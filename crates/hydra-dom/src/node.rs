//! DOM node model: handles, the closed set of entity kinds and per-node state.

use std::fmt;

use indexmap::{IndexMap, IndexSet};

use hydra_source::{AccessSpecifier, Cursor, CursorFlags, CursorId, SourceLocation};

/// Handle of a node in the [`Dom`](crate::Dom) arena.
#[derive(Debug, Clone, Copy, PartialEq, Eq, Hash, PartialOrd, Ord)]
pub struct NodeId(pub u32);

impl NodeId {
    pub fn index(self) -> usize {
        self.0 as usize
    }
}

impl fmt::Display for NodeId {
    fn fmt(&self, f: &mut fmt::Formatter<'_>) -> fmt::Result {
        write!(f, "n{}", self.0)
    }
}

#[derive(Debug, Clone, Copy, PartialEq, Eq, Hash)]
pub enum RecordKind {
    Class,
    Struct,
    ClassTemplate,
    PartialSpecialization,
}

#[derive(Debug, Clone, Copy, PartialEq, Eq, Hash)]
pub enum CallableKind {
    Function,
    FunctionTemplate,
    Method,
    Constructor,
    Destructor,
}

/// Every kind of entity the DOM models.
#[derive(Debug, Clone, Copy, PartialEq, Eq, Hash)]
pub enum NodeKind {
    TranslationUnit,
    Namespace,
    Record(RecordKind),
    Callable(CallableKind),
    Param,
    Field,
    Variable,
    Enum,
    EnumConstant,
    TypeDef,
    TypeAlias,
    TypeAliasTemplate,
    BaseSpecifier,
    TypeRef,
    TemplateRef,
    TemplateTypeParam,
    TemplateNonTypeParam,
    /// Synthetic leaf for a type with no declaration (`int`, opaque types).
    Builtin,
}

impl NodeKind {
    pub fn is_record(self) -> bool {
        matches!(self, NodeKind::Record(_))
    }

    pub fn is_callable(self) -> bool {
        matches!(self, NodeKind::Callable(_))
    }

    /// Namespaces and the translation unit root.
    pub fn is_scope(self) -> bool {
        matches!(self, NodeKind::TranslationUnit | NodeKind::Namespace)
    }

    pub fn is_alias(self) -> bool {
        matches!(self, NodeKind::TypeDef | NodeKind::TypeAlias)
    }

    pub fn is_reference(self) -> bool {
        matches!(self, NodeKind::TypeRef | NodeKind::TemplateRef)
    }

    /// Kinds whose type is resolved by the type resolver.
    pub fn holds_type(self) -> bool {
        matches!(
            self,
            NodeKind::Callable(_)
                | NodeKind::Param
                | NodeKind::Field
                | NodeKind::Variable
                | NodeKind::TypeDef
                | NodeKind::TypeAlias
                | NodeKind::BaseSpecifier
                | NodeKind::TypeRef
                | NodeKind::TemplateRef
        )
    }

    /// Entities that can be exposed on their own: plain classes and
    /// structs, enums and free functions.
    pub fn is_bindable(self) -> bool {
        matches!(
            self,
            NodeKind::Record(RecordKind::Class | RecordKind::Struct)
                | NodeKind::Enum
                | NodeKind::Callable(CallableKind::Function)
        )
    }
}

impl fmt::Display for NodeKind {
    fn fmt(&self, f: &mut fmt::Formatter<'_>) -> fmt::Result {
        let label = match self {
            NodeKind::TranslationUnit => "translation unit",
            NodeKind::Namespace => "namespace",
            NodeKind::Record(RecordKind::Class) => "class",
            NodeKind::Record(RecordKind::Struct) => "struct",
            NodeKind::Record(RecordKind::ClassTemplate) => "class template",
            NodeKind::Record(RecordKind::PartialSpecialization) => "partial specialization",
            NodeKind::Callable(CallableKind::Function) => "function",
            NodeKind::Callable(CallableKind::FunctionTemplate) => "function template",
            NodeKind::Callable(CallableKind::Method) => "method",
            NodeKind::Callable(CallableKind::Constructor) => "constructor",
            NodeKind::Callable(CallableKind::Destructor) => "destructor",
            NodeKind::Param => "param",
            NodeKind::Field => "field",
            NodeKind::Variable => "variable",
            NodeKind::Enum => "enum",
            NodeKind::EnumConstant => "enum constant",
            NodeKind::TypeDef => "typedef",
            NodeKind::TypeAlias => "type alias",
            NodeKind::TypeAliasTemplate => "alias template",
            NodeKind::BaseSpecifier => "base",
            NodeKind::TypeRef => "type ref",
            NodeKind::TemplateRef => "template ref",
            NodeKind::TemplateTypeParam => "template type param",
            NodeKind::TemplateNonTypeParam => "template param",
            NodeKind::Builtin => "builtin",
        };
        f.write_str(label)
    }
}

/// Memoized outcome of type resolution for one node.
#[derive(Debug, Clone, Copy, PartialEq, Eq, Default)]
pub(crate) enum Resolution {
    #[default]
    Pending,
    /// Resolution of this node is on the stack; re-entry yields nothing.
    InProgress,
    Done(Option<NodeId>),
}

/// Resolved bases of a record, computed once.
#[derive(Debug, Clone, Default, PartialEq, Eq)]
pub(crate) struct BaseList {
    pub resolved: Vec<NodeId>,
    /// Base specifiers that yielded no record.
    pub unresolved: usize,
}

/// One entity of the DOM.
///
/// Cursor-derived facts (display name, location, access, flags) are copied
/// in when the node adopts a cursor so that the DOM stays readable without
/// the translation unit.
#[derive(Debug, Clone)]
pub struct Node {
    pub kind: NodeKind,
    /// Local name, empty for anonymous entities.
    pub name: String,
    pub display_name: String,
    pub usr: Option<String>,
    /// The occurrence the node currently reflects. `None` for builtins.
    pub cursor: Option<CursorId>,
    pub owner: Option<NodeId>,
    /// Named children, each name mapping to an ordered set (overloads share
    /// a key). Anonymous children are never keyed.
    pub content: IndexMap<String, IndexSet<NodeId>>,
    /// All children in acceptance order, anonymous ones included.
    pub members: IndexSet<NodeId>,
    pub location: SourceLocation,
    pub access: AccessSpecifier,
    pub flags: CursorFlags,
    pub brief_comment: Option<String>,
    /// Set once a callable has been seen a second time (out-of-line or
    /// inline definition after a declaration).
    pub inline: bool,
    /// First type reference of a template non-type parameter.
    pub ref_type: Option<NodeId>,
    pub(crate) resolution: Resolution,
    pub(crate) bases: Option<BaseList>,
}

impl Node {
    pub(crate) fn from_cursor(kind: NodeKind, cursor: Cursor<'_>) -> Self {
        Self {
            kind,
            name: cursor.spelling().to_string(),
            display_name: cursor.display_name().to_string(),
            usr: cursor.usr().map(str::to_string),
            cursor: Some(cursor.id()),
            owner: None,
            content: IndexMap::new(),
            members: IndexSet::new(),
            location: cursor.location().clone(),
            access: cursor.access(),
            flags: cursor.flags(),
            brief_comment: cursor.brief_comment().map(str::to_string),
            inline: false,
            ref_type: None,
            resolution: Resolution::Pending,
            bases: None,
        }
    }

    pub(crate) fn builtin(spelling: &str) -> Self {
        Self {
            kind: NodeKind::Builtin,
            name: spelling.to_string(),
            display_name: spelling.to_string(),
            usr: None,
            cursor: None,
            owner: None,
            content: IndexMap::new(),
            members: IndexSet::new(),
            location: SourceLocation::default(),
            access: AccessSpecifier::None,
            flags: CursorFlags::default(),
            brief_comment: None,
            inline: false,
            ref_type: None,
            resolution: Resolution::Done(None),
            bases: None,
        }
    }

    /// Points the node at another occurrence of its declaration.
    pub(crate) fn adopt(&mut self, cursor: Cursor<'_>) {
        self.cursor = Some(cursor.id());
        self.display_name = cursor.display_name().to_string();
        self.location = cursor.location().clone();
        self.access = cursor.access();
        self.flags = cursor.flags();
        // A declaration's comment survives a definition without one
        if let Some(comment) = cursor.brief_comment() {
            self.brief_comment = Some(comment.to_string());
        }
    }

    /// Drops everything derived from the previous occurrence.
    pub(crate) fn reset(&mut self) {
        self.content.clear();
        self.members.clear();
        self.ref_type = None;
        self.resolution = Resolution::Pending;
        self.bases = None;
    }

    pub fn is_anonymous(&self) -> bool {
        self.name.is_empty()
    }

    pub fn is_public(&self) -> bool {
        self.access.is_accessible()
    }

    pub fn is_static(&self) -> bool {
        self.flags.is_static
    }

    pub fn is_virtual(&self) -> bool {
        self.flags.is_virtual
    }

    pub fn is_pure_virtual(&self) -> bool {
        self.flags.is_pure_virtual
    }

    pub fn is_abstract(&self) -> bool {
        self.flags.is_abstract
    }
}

========

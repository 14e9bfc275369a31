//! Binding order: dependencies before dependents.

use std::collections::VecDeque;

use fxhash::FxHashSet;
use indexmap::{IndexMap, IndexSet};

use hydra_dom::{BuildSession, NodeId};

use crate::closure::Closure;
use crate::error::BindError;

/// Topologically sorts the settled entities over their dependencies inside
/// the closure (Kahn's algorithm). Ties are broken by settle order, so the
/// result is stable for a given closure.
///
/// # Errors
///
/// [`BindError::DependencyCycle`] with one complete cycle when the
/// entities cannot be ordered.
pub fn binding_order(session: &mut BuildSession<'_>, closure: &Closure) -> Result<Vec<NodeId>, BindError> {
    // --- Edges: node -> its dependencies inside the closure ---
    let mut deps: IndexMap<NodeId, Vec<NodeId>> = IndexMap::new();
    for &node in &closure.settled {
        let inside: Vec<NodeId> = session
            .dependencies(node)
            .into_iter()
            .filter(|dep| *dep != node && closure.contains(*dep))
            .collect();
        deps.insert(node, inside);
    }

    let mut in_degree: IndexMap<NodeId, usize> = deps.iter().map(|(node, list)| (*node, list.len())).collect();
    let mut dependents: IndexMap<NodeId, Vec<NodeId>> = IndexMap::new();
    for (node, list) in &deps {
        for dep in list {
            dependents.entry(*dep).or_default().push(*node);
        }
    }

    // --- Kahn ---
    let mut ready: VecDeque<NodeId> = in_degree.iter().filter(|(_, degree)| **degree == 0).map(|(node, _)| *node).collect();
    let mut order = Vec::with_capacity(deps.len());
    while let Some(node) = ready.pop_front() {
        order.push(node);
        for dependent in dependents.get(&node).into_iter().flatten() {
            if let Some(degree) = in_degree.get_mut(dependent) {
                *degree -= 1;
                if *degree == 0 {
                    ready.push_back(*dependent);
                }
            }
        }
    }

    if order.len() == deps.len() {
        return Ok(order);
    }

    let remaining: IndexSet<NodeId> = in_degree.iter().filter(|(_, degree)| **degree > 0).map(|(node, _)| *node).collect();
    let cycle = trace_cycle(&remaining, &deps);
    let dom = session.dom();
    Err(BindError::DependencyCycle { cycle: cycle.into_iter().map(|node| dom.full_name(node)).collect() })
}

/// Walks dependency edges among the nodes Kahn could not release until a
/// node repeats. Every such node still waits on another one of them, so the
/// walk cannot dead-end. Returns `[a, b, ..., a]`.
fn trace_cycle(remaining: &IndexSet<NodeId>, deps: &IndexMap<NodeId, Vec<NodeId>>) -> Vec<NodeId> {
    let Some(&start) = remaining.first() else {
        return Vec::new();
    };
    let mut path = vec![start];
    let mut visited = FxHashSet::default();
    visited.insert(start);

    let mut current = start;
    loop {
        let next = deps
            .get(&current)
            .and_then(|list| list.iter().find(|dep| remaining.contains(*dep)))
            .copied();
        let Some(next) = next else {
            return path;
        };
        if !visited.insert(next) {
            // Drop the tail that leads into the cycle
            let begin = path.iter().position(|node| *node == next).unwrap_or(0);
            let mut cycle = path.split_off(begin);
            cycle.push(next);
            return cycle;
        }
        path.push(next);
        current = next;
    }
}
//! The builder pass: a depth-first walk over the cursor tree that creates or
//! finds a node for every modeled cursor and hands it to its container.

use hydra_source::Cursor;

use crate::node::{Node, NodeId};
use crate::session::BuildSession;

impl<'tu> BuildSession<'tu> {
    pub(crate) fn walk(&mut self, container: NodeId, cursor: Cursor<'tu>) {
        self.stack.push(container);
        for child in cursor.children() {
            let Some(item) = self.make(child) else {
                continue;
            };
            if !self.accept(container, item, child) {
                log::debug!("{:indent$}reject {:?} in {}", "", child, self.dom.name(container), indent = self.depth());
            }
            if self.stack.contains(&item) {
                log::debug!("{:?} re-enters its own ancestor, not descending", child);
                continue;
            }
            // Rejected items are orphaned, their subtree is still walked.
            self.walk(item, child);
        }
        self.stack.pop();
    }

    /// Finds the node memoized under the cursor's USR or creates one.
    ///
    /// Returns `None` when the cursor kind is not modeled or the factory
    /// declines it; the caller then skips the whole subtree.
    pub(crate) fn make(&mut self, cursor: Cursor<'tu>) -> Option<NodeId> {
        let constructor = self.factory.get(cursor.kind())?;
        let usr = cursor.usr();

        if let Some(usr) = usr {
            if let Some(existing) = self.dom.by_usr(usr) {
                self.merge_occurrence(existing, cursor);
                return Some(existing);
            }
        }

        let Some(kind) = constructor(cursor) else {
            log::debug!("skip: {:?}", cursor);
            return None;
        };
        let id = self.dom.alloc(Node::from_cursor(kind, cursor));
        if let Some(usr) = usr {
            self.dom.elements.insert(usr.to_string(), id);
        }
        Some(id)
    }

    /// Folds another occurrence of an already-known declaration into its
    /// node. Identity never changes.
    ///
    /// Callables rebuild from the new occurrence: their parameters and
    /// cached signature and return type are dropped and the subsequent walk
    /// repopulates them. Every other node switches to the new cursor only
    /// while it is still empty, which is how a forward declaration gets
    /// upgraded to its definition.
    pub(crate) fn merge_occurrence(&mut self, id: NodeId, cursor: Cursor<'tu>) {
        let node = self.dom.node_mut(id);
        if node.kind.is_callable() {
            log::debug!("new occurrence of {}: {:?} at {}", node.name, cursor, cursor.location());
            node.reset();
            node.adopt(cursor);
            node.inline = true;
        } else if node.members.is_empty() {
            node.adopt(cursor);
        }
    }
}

========

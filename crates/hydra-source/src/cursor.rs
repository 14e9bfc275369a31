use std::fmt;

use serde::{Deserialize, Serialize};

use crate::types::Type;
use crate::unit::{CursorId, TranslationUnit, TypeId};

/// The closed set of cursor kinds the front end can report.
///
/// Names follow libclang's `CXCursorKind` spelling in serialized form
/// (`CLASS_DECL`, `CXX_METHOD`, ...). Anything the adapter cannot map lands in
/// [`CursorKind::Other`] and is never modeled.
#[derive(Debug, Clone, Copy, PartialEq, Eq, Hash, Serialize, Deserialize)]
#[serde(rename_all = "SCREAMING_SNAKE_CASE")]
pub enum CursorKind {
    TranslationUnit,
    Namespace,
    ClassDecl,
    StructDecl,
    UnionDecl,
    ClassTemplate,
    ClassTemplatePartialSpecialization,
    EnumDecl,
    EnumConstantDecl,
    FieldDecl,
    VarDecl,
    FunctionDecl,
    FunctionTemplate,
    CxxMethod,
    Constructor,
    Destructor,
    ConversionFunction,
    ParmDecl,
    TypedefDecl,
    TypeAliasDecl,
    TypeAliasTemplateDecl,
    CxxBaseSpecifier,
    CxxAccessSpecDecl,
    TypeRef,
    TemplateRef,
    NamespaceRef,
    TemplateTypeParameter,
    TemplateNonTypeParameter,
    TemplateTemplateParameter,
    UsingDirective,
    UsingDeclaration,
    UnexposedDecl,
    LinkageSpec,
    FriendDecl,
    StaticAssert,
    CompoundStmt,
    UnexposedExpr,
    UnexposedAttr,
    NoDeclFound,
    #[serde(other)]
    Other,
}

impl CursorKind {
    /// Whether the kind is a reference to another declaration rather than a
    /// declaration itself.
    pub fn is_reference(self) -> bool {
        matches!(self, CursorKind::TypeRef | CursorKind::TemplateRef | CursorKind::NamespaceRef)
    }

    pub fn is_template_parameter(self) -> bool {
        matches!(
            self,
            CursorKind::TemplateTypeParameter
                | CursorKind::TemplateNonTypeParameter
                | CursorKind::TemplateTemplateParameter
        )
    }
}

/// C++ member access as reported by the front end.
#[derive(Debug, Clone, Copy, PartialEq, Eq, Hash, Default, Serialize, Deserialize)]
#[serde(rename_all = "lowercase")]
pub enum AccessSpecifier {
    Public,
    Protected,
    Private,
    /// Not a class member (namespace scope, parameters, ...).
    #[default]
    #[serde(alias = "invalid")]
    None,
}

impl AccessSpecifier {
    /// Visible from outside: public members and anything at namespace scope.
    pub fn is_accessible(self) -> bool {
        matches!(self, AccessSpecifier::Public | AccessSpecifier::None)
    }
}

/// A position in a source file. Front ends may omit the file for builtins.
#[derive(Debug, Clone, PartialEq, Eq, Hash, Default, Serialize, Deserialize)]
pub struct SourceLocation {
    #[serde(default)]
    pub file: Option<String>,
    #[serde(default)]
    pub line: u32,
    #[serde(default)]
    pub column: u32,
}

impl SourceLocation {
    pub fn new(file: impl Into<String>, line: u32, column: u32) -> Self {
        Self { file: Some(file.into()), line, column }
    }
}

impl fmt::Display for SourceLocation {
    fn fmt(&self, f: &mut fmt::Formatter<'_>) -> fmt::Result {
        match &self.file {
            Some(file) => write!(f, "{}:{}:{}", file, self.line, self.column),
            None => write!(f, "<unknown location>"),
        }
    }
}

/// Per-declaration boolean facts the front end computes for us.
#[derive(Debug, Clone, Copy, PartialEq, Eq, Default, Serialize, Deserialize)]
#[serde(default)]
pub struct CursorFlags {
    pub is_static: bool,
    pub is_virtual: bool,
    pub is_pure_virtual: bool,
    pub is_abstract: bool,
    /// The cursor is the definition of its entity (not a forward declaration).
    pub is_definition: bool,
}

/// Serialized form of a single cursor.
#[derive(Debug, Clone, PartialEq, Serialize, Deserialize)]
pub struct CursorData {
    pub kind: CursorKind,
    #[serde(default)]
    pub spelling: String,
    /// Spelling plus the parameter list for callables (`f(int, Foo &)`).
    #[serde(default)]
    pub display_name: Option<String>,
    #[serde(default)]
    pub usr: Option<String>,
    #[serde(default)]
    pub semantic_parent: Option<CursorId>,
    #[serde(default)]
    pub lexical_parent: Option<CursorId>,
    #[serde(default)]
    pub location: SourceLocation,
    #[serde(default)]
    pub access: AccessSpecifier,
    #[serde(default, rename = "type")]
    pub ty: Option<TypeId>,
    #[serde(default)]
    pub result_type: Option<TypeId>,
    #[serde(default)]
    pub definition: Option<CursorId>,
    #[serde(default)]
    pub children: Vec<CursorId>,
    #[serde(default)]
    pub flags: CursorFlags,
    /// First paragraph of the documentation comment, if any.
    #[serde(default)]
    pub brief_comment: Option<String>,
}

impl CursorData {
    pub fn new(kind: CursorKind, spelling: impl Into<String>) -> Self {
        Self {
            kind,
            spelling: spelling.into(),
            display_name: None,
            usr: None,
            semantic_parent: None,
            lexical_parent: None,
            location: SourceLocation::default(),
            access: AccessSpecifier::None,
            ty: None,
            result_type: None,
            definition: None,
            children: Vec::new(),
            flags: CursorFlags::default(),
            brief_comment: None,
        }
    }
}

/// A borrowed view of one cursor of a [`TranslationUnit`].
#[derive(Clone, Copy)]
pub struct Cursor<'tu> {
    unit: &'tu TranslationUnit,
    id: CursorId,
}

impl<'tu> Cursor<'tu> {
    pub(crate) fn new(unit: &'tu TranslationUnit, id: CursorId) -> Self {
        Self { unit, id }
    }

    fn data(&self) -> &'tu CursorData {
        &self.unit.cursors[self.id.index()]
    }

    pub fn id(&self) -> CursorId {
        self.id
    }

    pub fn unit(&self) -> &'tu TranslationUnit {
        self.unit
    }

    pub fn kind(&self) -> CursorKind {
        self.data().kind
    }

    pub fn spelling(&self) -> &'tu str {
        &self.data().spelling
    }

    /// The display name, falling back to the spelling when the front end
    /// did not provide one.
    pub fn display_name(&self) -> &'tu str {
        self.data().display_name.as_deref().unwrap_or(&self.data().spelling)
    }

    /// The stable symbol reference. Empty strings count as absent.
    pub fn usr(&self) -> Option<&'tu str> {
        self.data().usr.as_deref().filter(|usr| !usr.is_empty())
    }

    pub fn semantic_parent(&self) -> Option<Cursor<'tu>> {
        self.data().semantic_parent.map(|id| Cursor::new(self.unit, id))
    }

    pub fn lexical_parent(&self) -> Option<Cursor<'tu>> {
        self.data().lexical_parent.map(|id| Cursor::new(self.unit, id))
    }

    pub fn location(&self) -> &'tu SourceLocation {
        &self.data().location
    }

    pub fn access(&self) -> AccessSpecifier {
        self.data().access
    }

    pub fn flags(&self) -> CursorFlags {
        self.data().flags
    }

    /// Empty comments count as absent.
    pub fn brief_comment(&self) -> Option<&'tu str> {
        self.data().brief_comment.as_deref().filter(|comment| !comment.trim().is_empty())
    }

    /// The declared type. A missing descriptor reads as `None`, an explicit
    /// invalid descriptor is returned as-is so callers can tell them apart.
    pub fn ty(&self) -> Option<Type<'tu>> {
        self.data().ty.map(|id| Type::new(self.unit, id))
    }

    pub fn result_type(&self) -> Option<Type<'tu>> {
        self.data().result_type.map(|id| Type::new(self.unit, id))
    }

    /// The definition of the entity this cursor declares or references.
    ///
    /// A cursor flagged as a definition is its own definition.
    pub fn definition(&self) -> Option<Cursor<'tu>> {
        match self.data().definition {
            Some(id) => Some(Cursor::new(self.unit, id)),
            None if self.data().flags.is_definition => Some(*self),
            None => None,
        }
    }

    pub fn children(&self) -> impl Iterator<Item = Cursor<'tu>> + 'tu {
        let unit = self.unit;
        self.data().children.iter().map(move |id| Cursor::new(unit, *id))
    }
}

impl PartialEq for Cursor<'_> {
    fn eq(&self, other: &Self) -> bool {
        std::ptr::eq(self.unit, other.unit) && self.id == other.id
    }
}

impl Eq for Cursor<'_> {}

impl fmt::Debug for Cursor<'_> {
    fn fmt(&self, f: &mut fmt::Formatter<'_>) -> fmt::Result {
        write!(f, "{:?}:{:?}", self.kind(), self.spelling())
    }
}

========

-- What is being asked --
Return a copy of each line in the entries that carries the string "copied".

-- Solution to this problem --
/// Cursor-derived facts (display name, location, access, flags) are copied
            .copied();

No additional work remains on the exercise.